In New Jersey, Fleming switched license plates off a minivan parked outside of a strip club. Skirting Philadelphia, she began to feel fatigued, and increasingly vulnerable. She stopped at a gas station to top off the tank, made use of the ladies’ room, and bought some fruit and energy dri
nks to get her through the long journey she had to go. Then it was back on the road.
Normally, Fleming enjoyed being alone. Solitude allowed for contemplation, self-reflection. Her life with Hydra had been stretches of inactivity punctuated by life-or-death situations. The downtime allowed her to recharge for the periods of intensity.
But these last few days had been all about intensity, and Fleming couldn’t shut her mind off. Though exhausted, her brain was working overtime, trying to plan six steps ahead so nothing went wrong. That wasn’t easy. Each move required anticipation of countermoves, and that led to hundreds of variations, the vast majority of which ended with Fleming and her sisters dead or imprisoned.
She couldn’t handle being locked up again. But the more she dwelled on the plan, the more convoluted and impossible it became. Maybe it would be smarter to run away and hide on some island, or in some third-world country. Plastic surgery, laying low, staying off the grid.
But she knew that wouldn’t work. Every time she heard a noise at night, she would imagine it to be special-ops assassins. Every man flirting with her in a bar would be a spy. Every time a phone rang, it was to detonate a bomb under her chair.
Fleming was paranoid for a reason. She knew what it was like to be hunted by the government, because she used to be the one hunting people. And no one could disappear forever, unless the government wanted them to.
The only way to live a long, happy life was to clean up this gigantic mess, no matter how impossible it seemed. Or else she might as well just pull over and eat her shotgun right now.
Fleming reached the outskirts of Baltimore just as the sun was starting to rise. By that time she would have killed a dozen people for a single espresso, but she forced herself to drive past at least six Starbucks and head straight to the address they’d found for the robotics technician, Bradley Milton.

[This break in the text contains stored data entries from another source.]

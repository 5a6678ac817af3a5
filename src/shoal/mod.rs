pub mod ast;
pub mod test_utils;
pub mod ty;
pub mod value;

pub use ast::{BinaryOp, ComprehensionKind, Decl, Expr, NaryOp, SourceFile, Stmt, UnaryOp};
pub use ty::Type;
pub use value::Value;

The neighborhood was quiet, upscale condominium communities, fenced gardens, ample green space. People jogged and walked dogs and biked, and Fleming even saw a Rollerblader, surprised the fad was still around. She turned into the complex parking lot, no attendant or gate, and had just located his unit in the maze of buildings when she saw the man himself, travel mug in hand, heading for his car.